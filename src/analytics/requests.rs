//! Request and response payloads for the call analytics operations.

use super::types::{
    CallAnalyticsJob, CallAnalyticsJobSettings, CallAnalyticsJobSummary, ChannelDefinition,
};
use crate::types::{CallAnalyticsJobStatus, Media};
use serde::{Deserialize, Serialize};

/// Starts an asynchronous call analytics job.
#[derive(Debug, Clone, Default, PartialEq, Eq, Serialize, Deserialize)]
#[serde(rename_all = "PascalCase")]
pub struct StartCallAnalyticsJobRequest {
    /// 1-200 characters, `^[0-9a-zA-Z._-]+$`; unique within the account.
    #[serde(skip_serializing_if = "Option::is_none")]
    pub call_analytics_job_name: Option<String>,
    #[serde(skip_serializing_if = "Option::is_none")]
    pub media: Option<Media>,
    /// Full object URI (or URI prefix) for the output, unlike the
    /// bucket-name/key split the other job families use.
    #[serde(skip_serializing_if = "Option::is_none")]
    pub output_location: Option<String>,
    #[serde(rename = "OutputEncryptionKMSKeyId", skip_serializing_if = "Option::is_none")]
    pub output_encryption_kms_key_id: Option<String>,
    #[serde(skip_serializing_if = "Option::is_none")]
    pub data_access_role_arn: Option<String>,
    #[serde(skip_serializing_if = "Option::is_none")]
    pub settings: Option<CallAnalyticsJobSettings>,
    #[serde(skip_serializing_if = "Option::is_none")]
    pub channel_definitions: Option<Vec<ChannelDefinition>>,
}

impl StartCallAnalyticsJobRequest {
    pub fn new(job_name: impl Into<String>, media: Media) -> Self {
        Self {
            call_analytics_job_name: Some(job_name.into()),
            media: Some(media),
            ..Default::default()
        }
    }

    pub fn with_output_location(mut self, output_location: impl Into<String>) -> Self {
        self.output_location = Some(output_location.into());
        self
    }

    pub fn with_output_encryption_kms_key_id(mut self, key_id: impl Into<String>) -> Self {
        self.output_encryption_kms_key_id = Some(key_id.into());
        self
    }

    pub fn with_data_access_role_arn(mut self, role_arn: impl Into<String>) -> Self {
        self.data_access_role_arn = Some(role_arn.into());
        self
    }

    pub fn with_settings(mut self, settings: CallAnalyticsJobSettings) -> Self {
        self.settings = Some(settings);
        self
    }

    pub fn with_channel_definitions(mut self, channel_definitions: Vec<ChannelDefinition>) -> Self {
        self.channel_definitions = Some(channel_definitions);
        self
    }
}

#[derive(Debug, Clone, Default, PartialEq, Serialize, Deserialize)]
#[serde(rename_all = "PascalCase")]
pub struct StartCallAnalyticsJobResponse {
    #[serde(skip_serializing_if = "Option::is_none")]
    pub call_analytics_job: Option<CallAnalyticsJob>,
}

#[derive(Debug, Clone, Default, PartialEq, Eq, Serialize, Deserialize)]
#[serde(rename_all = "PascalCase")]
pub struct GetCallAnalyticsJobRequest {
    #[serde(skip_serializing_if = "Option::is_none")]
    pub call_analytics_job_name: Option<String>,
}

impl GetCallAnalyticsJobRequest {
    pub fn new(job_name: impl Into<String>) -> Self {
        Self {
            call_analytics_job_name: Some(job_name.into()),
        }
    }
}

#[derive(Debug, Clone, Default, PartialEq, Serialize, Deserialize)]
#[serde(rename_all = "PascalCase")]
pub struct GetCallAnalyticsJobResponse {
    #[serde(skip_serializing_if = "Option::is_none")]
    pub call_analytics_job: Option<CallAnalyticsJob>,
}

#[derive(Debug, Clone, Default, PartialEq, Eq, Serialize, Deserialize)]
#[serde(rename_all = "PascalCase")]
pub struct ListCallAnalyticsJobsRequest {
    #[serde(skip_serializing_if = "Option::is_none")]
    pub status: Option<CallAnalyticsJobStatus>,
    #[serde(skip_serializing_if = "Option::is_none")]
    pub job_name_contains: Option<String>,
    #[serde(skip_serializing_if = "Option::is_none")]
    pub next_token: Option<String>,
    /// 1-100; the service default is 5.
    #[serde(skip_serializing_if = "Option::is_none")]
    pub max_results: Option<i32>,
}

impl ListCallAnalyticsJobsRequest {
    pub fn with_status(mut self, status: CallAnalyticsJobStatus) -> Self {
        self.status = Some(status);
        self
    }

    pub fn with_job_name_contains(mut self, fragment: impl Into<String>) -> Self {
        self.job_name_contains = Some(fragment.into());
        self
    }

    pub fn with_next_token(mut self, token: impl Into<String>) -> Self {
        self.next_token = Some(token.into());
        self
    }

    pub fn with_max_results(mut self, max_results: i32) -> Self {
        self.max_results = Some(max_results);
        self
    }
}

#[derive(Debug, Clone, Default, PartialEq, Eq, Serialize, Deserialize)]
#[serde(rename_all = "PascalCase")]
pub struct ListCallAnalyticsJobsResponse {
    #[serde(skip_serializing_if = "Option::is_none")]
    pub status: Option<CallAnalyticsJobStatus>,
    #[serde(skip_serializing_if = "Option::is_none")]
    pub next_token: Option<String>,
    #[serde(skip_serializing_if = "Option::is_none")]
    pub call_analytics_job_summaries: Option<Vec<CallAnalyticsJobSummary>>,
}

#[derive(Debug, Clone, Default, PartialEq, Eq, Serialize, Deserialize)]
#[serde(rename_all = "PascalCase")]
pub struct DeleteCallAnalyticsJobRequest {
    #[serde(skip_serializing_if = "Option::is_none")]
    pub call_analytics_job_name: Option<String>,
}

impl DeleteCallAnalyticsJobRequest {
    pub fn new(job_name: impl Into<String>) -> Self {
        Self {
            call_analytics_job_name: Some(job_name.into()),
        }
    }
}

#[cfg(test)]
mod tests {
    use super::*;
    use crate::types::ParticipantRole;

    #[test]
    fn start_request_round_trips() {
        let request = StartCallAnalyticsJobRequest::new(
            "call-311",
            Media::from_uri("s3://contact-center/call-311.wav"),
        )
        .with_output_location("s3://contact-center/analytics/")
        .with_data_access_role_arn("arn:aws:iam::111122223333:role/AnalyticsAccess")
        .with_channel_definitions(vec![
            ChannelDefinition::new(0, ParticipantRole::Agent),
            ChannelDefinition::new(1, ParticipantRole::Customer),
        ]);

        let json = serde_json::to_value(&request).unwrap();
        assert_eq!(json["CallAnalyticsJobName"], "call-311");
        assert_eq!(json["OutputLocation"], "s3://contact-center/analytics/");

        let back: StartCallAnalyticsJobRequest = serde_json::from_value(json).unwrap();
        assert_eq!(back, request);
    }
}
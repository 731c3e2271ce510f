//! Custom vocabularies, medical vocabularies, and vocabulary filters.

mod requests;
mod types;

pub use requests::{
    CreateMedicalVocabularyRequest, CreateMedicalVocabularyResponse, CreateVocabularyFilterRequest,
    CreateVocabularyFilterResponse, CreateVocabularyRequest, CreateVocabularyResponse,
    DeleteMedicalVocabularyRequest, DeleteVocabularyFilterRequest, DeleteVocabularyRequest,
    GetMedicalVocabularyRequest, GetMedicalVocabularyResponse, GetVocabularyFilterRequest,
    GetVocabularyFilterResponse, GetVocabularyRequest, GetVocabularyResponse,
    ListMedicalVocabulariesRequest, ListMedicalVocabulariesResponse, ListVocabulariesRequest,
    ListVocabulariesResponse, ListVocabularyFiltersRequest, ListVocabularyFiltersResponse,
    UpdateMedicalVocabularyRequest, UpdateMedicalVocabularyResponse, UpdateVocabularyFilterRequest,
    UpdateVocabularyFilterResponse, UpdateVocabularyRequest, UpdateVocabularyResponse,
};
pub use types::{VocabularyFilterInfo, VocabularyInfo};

☆ ☆ ☆ ☆

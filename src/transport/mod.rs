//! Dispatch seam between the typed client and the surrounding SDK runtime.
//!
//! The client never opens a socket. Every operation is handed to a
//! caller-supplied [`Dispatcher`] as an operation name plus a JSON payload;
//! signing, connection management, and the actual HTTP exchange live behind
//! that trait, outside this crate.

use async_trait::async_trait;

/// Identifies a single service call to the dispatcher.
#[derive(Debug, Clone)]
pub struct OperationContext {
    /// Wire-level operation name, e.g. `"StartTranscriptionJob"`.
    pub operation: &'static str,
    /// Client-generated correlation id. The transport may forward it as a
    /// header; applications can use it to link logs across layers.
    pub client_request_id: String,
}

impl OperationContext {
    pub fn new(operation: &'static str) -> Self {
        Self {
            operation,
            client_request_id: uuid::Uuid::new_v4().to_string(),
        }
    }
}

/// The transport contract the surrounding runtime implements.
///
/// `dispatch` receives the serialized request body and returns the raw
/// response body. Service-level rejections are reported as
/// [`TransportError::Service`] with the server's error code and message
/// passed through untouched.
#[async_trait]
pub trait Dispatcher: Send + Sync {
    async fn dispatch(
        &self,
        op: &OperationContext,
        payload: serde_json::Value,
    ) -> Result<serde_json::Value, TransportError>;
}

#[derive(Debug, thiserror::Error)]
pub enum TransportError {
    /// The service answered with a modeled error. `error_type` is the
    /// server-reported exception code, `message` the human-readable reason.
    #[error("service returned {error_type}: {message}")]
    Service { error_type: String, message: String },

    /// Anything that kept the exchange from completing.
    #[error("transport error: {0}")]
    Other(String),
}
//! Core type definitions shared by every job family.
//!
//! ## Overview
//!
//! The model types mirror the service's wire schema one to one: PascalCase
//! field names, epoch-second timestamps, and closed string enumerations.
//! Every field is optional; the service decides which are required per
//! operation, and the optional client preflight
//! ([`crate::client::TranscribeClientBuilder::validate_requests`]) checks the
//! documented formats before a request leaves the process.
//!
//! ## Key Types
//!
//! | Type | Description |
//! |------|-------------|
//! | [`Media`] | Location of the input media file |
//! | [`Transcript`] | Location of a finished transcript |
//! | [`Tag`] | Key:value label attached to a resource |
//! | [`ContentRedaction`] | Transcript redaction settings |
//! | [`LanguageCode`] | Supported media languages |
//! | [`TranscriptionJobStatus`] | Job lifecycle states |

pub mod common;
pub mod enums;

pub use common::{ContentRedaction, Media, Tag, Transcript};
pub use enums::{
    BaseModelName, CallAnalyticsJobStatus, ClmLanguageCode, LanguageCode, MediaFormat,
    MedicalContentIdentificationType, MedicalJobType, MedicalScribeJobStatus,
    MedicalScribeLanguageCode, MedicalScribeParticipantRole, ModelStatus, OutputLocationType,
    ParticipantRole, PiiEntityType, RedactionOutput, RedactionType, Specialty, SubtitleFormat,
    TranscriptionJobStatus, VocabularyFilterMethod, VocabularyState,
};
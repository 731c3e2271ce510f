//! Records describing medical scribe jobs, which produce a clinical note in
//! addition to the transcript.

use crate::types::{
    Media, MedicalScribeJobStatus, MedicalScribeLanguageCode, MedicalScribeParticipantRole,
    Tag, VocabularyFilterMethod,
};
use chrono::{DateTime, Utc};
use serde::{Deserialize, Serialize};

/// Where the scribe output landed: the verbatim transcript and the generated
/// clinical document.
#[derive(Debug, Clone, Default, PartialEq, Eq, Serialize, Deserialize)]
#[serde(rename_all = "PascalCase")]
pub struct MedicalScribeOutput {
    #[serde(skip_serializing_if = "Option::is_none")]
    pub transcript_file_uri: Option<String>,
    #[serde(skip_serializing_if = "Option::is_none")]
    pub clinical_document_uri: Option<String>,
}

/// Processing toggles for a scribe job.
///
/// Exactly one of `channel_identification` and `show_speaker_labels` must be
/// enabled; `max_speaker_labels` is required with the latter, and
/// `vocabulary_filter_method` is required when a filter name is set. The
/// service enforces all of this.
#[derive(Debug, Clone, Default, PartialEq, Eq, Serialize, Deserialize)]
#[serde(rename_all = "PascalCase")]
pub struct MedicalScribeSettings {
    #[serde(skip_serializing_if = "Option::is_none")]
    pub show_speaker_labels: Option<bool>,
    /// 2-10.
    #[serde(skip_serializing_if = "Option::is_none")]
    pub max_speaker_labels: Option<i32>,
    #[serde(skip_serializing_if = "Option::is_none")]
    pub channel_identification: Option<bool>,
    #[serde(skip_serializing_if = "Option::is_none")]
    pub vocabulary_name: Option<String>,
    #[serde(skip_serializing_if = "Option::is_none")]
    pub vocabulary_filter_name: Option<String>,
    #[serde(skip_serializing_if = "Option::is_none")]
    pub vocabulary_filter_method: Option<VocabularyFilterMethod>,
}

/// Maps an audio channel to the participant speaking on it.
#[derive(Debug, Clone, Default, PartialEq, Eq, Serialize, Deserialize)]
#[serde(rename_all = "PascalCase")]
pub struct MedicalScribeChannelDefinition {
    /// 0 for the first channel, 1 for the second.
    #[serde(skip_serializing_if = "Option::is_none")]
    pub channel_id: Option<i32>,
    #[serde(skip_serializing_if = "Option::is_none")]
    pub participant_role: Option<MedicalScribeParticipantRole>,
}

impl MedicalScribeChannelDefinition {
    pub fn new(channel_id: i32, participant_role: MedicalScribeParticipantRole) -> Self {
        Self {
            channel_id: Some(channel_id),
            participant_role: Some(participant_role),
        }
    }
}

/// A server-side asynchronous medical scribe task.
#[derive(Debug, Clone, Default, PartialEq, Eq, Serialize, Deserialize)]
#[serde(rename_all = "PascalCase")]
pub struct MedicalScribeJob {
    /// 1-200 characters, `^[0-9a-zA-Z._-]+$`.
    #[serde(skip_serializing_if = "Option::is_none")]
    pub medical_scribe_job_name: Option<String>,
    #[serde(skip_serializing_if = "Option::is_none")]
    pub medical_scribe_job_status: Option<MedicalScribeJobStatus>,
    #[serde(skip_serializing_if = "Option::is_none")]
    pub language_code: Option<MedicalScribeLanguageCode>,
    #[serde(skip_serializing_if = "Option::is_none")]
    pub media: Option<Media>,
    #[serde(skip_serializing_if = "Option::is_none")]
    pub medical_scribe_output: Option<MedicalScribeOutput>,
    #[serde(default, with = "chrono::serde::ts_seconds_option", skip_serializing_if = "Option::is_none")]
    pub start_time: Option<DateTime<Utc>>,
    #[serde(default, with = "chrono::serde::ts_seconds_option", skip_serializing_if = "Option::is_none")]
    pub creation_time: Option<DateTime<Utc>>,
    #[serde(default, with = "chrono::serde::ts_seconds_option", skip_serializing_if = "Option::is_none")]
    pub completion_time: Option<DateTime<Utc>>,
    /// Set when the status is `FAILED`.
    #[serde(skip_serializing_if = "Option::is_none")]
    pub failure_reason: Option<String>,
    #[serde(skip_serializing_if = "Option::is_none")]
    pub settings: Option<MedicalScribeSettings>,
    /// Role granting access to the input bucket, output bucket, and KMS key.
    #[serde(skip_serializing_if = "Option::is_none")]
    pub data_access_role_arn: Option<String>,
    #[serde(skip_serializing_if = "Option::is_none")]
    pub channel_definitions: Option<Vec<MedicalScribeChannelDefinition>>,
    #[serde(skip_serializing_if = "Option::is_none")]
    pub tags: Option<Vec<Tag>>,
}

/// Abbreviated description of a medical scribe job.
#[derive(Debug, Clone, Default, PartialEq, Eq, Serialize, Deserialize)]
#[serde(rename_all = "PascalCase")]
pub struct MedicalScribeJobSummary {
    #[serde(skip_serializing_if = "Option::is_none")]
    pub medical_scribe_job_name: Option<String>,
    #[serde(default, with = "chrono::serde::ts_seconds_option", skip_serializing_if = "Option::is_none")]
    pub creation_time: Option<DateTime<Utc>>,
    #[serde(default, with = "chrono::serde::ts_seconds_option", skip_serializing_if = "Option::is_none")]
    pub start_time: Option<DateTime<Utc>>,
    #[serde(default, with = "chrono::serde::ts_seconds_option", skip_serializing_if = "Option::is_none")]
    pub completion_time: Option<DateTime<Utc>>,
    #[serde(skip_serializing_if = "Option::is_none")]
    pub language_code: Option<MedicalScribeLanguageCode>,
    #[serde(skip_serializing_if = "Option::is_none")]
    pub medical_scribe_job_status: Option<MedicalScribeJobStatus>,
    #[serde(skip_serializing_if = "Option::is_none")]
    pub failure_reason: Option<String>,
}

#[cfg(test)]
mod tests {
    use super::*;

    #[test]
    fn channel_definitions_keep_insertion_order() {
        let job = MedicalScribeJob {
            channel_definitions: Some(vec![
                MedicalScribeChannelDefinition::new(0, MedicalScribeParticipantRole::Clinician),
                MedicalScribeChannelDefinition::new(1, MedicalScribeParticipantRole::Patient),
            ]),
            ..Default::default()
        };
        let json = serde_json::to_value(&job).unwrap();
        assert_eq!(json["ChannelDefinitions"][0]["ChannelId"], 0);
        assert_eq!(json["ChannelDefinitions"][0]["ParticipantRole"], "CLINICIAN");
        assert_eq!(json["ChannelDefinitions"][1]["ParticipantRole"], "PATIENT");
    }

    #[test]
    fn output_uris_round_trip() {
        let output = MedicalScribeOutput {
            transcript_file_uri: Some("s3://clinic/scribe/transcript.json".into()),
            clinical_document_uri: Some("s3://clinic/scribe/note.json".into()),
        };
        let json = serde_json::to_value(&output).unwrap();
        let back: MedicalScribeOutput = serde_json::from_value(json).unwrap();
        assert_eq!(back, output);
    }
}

☆ ☆ ☆ ☆

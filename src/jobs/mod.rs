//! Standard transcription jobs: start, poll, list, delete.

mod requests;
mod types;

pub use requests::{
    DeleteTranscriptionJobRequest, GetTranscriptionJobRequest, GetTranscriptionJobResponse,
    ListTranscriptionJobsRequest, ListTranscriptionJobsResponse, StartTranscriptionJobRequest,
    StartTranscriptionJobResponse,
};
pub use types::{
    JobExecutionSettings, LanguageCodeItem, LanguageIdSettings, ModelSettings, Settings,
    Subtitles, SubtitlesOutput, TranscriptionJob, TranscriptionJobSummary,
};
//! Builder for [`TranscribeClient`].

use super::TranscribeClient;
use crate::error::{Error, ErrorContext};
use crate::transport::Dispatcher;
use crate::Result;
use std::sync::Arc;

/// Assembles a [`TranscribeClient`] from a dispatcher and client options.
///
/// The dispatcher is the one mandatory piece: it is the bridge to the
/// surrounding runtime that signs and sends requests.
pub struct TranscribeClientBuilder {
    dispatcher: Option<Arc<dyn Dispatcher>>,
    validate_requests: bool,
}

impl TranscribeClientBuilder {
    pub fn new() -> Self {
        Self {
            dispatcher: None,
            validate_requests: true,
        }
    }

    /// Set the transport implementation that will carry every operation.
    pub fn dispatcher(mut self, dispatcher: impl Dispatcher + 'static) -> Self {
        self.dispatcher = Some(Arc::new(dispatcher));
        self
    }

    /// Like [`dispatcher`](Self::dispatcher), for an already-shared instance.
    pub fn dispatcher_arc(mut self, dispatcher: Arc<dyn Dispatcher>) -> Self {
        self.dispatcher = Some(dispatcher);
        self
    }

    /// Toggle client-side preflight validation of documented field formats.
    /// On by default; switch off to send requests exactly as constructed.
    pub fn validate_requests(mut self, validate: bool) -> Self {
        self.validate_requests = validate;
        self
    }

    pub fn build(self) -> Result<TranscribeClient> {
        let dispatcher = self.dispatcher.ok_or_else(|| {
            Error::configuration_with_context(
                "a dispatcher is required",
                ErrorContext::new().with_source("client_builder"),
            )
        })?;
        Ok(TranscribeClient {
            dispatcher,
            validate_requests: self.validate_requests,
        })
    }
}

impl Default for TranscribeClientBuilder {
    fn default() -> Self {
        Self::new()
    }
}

☆ ☆ ☆ ☆

## What is required:
For the string "back", count the lines of the preceding listing in which it appears, and report the count alone.

## Written response:
4